• [Problem statement] How many lines in the records below contain the word "filename"? Answer with the number alone.

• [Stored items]

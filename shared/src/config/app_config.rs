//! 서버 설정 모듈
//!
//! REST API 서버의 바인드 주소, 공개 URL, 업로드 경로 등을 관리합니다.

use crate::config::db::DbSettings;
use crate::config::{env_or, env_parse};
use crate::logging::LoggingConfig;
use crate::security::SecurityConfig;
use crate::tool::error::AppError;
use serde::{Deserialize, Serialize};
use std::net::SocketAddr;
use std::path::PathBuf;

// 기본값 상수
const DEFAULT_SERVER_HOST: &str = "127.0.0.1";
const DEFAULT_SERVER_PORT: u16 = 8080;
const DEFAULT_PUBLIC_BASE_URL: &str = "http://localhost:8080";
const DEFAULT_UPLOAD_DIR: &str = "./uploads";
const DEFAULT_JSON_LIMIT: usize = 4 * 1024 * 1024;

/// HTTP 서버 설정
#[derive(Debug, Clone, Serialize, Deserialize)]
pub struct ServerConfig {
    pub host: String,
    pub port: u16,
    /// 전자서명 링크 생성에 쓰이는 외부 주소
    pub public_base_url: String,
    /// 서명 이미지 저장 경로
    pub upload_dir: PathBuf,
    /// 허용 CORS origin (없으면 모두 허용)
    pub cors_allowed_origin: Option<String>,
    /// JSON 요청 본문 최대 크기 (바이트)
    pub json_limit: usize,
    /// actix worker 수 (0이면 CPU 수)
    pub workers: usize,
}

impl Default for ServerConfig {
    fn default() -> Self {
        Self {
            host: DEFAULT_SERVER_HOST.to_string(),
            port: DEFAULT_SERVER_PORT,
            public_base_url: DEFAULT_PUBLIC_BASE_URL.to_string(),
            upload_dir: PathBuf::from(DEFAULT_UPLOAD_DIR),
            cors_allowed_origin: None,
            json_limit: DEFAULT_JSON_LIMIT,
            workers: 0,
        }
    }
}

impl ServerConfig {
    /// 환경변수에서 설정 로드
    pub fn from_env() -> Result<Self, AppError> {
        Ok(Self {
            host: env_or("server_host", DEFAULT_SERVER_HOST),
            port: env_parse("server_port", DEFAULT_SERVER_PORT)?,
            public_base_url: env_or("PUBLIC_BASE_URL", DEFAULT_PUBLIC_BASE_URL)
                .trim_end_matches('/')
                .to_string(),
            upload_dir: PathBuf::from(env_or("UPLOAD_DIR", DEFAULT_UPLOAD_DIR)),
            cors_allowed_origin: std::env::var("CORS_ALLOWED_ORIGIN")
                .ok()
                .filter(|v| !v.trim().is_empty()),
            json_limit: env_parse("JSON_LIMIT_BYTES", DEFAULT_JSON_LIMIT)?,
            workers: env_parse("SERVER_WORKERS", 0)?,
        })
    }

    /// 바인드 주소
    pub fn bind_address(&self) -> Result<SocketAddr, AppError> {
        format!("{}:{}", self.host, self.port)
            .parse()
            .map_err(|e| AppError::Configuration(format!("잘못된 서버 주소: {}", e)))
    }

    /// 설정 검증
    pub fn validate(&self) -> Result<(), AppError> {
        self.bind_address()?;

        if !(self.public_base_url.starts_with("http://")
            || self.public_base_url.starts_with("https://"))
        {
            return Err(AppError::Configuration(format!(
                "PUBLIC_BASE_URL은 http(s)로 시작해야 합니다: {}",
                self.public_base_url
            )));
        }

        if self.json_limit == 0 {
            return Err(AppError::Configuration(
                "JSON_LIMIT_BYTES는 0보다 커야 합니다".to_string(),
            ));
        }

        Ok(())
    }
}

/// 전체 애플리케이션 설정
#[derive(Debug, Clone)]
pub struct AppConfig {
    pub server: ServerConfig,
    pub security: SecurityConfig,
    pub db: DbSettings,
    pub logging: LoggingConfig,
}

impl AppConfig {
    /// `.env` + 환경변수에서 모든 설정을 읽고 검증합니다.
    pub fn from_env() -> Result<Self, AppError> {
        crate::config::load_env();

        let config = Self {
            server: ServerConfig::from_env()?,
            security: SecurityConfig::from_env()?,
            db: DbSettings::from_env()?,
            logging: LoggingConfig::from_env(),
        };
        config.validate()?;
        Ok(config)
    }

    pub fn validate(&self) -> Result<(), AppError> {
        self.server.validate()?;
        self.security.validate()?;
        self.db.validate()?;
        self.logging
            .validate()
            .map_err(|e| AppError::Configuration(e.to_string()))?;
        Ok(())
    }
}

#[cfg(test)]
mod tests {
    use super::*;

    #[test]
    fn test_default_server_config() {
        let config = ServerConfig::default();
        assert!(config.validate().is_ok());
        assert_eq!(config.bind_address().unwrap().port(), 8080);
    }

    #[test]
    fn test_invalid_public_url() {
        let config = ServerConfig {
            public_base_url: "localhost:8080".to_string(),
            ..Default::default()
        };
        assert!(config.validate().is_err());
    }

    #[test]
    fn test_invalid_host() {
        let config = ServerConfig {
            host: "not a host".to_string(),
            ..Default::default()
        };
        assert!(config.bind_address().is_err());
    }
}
==
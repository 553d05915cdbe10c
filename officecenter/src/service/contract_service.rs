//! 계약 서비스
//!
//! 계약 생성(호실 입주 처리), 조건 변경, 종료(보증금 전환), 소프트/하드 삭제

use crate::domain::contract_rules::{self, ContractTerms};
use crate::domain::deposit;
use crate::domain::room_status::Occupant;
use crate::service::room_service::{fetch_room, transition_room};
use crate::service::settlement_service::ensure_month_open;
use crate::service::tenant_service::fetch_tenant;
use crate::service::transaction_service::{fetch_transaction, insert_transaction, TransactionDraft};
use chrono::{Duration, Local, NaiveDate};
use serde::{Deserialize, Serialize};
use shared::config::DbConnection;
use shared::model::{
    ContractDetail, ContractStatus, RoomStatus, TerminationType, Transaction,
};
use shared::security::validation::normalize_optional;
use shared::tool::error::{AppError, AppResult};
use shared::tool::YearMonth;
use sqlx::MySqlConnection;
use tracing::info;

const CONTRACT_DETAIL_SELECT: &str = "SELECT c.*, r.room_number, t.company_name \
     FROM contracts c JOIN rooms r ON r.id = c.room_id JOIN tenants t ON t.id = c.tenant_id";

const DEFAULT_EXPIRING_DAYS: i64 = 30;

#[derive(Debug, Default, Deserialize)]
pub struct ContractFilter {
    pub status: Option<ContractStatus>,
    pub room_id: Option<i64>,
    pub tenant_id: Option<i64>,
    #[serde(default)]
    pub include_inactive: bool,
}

• [Solution to this problem] 2